Rains is an American rock band from Fort Wayne, Indiana. Formed in 2000, the band was named after founder and leader Jeff Rains. The band has released two studio albums and one EP as of 2019.

History
Hailing from a small town in northern Indiana (U.S.A.), Jeff RAINS understands the meaning of hard work, struggles, and life’s challenges. The talented artist is driven, serious, and committed to his beautiful young family and his musical career.

Featuring Joe Schultz on drums, Matt Hopkins on bass, and Jason Anderson on guitar, RAINS commands the stage with a powerful sound and raw emotion that draws the audience in from the first phrase. RAINS is a band for the people, and, it’s about time. People need a band to get behind, and, a band to believe in; they need a band that can make them proud.
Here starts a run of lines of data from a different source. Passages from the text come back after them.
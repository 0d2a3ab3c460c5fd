use serde::Deserialize;
use std::path::{Path, PathBuf};
use thiserror::Error;
use tracing::info;

use crate::version::bounds::VersionRange;
use crate::version::comparator::ComparatorKind;
use crate::version::error::{RangeError, VersionError};
use crate::version::reactor::ReactorPolicy;
use crate::version::restriction::RangeSpec;
use crate::version::types::{Coordinate, Version};

/// Configuration file name inside the config directory
pub const CONFIG_FILE_NAME: &str = "config.json";

#[derive(Debug, Error)]
pub enum ConfigError {
    #[error("Failed to read config {path:?}: {source}")]
    Io {
        path: PathBuf,
        source: std::io::Error,
    },

    #[error("Failed to parse config: {0}")]
    Parse(#[from] serde_json::Error),

    #[error("Invalid current version for {coordinate}: {source}")]
    InvalidVersion {
        coordinate: Coordinate,
        source: VersionError,
    },

    #[error(transparent)]
    InvalidRange(#[from] RangeError),
}

/// Top-level configuration
#[derive(Debug, Clone, Deserialize, Default, PartialEq)]
#[serde(default, rename_all = "camelCase")]
pub struct UpdatesConfig {
    /// Global snapshot policy, overridable per component
    pub include_snapshots: bool,
    /// Report every component, updated or not
    pub show_all: bool,
    /// `group:artifact` coordinates to skip
    pub excludes: Vec<String>,
    /// Attach per-tier decision traces to every result
    pub explain: bool,
    pub components: Vec<ComponentConfig>,
}

/// One tracked component
#[derive(Debug, Clone, Deserialize, PartialEq)]
#[serde(rename_all = "camelCase")]
pub struct ComponentConfig {
    pub coordinate: Coordinate,
    /// Currently declared version
    pub version: String,
    /// Name of the build property holding the version, if any
    #[serde(default)]
    pub property: Option<String>,
    #[serde(default)]
    pub comparator: ComparatorKind,
    #[serde(default)]
    pub include_snapshots: Option<bool>,
    #[serde(default)]
    pub lower_bound: Option<String>,
    #[serde(default)]
    pub upper_bound: Option<String>,
    #[serde(default = "default_include_lower")]
    pub include_lower: bool,
    #[serde(default)]
    pub include_upper: bool,
    /// Bracket-notation range such as `[1.0,2.0)`
    #[serde(default)]
    pub version_range: Option<String>,
    #[serde(default)]
    pub search_reactor: bool,
    #[serde(default)]
    pub prefer_reactor: bool,
}

fn default_include_lower() -> bool {
    true
}

impl ComponentConfig {
    pub fn new(coordinate: Coordinate, version: &str) -> Self {
        Self {
            coordinate,
            version: version.to_string(),
            property: None,
            comparator: ComparatorKind::default(),
            include_snapshots: None,
            lower_bound: None,
            upper_bound: None,
            include_lower: default_include_lower(),
            include_upper: false,
            version_range: None,
            search_reactor: false,
            prefer_reactor: false,
        }
    }

    pub fn current_version(&self) -> Result<Version, ConfigError> {
        Version::parse(&self.version).map_err(|source| ConfigError::InvalidVersion {
            coordinate: self.coordinate.clone(),
            source,
        })
    }

    /// The restriction applied when picking a single recommended version
    ///
    /// Either `versionRange` or the explicit bounds, never both. Without
    /// either, every version is allowed.
    pub fn restriction(&self) -> Result<RangeSpec, RangeError> {
        let has_bounds = self.lower_bound.is_some() || self.upper_bound.is_some();

        if let Some(spec) = &self.version_range {
            if has_bounds {
                return Err(RangeError::ConflictingRestriction(
                    self.coordinate.to_string(),
                ));
            }
            return RangeSpec::parse(spec);
        }

        let lower = self.lower_bound.as_deref().map(parse_bound).transpose()?;
        let upper = self.upper_bound.as_deref().map(parse_bound).transpose()?;
        Ok(RangeSpec::from_range(VersionRange::between(
            lower,
            upper,
            self.include_lower,
            self.include_upper,
        )))
    }

    /// Component override, else the global default
    pub fn effective_include_snapshots(&self, global: bool) -> bool {
        self.include_snapshots.unwrap_or(global)
    }

    pub fn reactor_policy(&self) -> ReactorPolicy {
        ReactorPolicy {
            search_reactor: self.search_reactor,
            prefer_reactor: self.prefer_reactor,
        }
    }
}

fn parse_bound(value: &str) -> Result<Version, RangeError> {
    Version::parse(value).map_err(|_| RangeError::InvalidBound(value.to_string()))
}

impl UpdatesConfig {
    pub fn load(path: &Path) -> Result<Self, ConfigError> {
        info!("Loading config from {:?}", path);

        let content = std::fs::read_to_string(path).map_err(|source| ConfigError::Io {
            path: path.to_path_buf(),
            source,
        })?;
        Ok(serde_json::from_str(&content)?)
    }

    pub fn is_excluded(&self, coordinate: &Coordinate) -> bool {
        let candidate = coordinate.to_string();
        self.excludes.iter().any(|e| e.trim() == candidate)
    }
}

/// Returns the path to the config directory for version-updates.
/// Uses $XDG_CONFIG_HOME/version-updates if XDG_CONFIG_HOME is set,
/// otherwise falls back to ~/.config/version-updates,
/// or ./version-updates if neither is available.
pub fn config_dir() -> PathBuf {
    config_dir_with_env(std::env::var("XDG_CONFIG_HOME").ok(), dirs::home_dir())
}

/// Returns the path to the default config file.
pub fn config_path() -> PathBuf {
    config_dir().join(CONFIG_FILE_NAME)
}

fn config_dir_with_env(xdg_config_home: Option<String>, home_dir: Option<PathBuf>) -> PathBuf {
    let config_dir = xdg_config_home
        .map(PathBuf::from)
        .or_else(|| home_dir.map(|home| home.join(".config")))
        .unwrap_or_else(|| PathBuf::from("."));

    config_dir.join("version-updates")
}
Nothing trendy – something real.

Stories, the debut album from RAINS, offers a window into the heart and soul of “the American Dream.” The expressive lyrics reveal that Jeff Rains is wise beyond his years, a keen observer of life and human behavior. The first single, "Liar", was a Top 15 hit on SiriusXM Octane, with the follow up singles “Look In My Eyes” and “Pressure” hitting #3 and #1 on SiriusXM Octane and charted in the top 30 on Active Rock Radio. The album has garnered over 20 million streams on Spotify, as well as millions of streams and views on platforms such as YouTube and iTunes.
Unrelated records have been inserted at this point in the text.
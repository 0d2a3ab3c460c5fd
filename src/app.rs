//! Command execution shared by the binary and integration tests

use std::path::PathBuf;

use anyhow::Context;
use tracing::info;

use crate::config::{self, UpdatesConfig};
use crate::report::{self, OutputFormat, ReportMode};
use crate::version::evaluator::evaluate_all;
use crate::version::provider::{MetadataProvider, ReactorSource};
use crate::version::providers::CatalogProvider;

/// Catalog file name inside the config directory
pub const CATALOG_FILE_NAME: &str = "catalog.json";

#[derive(Debug, Clone)]
pub struct RunOptions {
    pub config_path: Option<PathBuf>,
    pub catalog_path: Option<PathBuf>,
    pub mode: ReportMode,
    pub format: OutputFormat,
    /// Forces `showAll` on
    pub show_all: bool,
    /// Forces `includeSnapshots` on
    pub allow_snapshots: bool,
    /// Forces `explain` on
    pub explain: bool,
}

/// Load config and catalog from disk, evaluate, and render the output
pub async fn run(options: &RunOptions) -> anyhow::Result<String> {
    let config_path = options
        .config_path
        .clone()
        .unwrap_or_else(config::config_path);
    let catalog_path = options
        .catalog_path
        .clone()
        .unwrap_or_else(|| config::config_dir().join(CATALOG_FILE_NAME));

    let mut config = UpdatesConfig::load(&config_path)
        .with_context(|| format!("Failed to load config {}", config_path.display()))?;
    config.show_all |= options.show_all;
    config.include_snapshots |= options.allow_snapshots;
    config.explain |= options.explain;

    let catalog = CatalogProvider::load(&catalog_path)
        .with_context(|| format!("Failed to load catalog {}", catalog_path.display()))?;

    run_with(&catalog, &catalog, &config, options.mode, options.format).await
}

pub async fn run_with(
    provider: &dyn MetadataProvider,
    reactor: &dyn ReactorSource,
    config: &UpdatesConfig,
    mode: ReportMode,
    format: OutputFormat,
) -> anyhow::Result<String> {
    let batch = evaluate_all(provider, reactor, config)
        .await
        .context("Invalid configuration")?;
    info!("Rendering {:?} output as {:?}", mode, format);

    Ok(report::render(&batch, mode, format, config.show_all)?)
}
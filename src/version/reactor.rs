//! Merging repository and reactor candidates
//!
//! The reactor is the set of artifacts built together in the current local
//! build. Its newest in-range version may replace the repository winner:
//! always when the reactor is preferred, otherwise only when there is no
//! repository winner or the reactor version is strictly newer.

use serde::Serialize;

use crate::version::bounds::BoundedVersionSet;
use crate::version::comparator::VersionComparator;
use crate::version::restriction::RangeSpec;
use crate::version::types::{Version, VersionPool};

#[derive(Debug, Clone, Copy, Default, PartialEq, Eq, Serialize)]
#[serde(rename_all = "camelCase")]
pub struct ReactorPolicy {
    pub search_reactor: bool,
    pub prefer_reactor: bool,
}

/// How the final winner was chosen
#[derive(Debug, Clone, Copy, PartialEq, Eq, Serialize)]
#[serde(rename_all = "camelCase")]
pub enum MergeDecision {
    /// Reactor search is disabled
    NotSearched,
    /// The reactor has no version inside the restriction
    NoReactorCandidate,
    /// The reactor only offers the current version and the repository has
    /// nothing newer
    ReactorMatchesCurrent,
    PreferReactor,
    /// No repository winner, so the reactor version is the only candidate
    ReactorOnlyCandidate,
    ReactorNewer,
    /// Ties keep the repository winner
    RepositorySameOrNewer,
}

#[derive(Debug, Clone, PartialEq, Eq, Serialize)]
#[serde(rename_all = "camelCase")]
pub struct MergeOutcome {
    pub winner: Option<Version>,
    pub reactor_candidate: Option<Version>,
    pub decision: MergeDecision,
}

/// Apply reactor precedence to an already chosen reactor candidate
pub fn merge(
    current: &Version,
    repository_winner: Option<Version>,
    from_reactor: Option<Version>,
    prefer_reactor: bool,
    comparator: &dyn VersionComparator,
) -> MergeOutcome {
    let Some(reactor) = from_reactor else {
        return MergeOutcome {
            winner: repository_winner,
            reactor_candidate: None,
            decision: MergeDecision::NoReactorCandidate,
        };
    };

    let (winner, decision) = match repository_winner {
        None if &reactor == current => (None, MergeDecision::ReactorMatchesCurrent),
        _ if prefer_reactor => (Some(reactor.clone()), MergeDecision::PreferReactor),
        None => (Some(reactor.clone()), MergeDecision::ReactorOnlyCandidate),
        Some(repository) if comparator.is_newer(&reactor, &repository) => {
            (Some(reactor.clone()), MergeDecision::ReactorNewer)
        }
        Some(repository) => (Some(repository), MergeDecision::RepositorySameOrNewer),
    };

    MergeOutcome {
        winner,
        reactor_candidate: Some(reactor),
        decision,
    }
}

/// Find the reactor candidate under the repository query's restriction and
/// snapshot policy, then merge it with the repository winner
pub fn merge_with_reactor(
    current: &Version,
    repository_winner: Option<Version>,
    reactor_pool: &VersionPool,
    restriction: &RangeSpec,
    include_snapshots: bool,
    policy: ReactorPolicy,
    comparator: &dyn VersionComparator,
) -> MergeOutcome {
    if !policy.search_reactor {
        return MergeOutcome {
            winner: repository_winner,
            reactor_candidate: None,
            decision: MergeDecision::NotSearched,
        };
    }

    let from_reactor = BoundedVersionSet::new(reactor_pool, comparator)
        .newest_in_any(restriction.restrictions(), include_snapshots)
        .cloned();

    merge(
        current,
        repository_winner,
        from_reactor,
        policy.prefer_reactor,
        comparator,
    )
}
After 8 years of constant touring with bands such as Five Finger Death Punch and Black Stone Cherry as well as numerous headlining tours, Rains decided to take some time off to focus on his daughter and his tattoo company, as well as begin the writing process for his new album. 

Since starting the project at age 15 Rains has been committed to staying an independent artist throughout his career and has stuck to that philosophy with his latest release N.F.D.M.

Rains began recording his new album N.F.D.M at House Of Blues Studios in Nashville TN in March of 2019 and released the first single “Ghost” on December 6, 2019. Rains is a multi-instrumentalist and visionary, whose talent is evident with each new album. 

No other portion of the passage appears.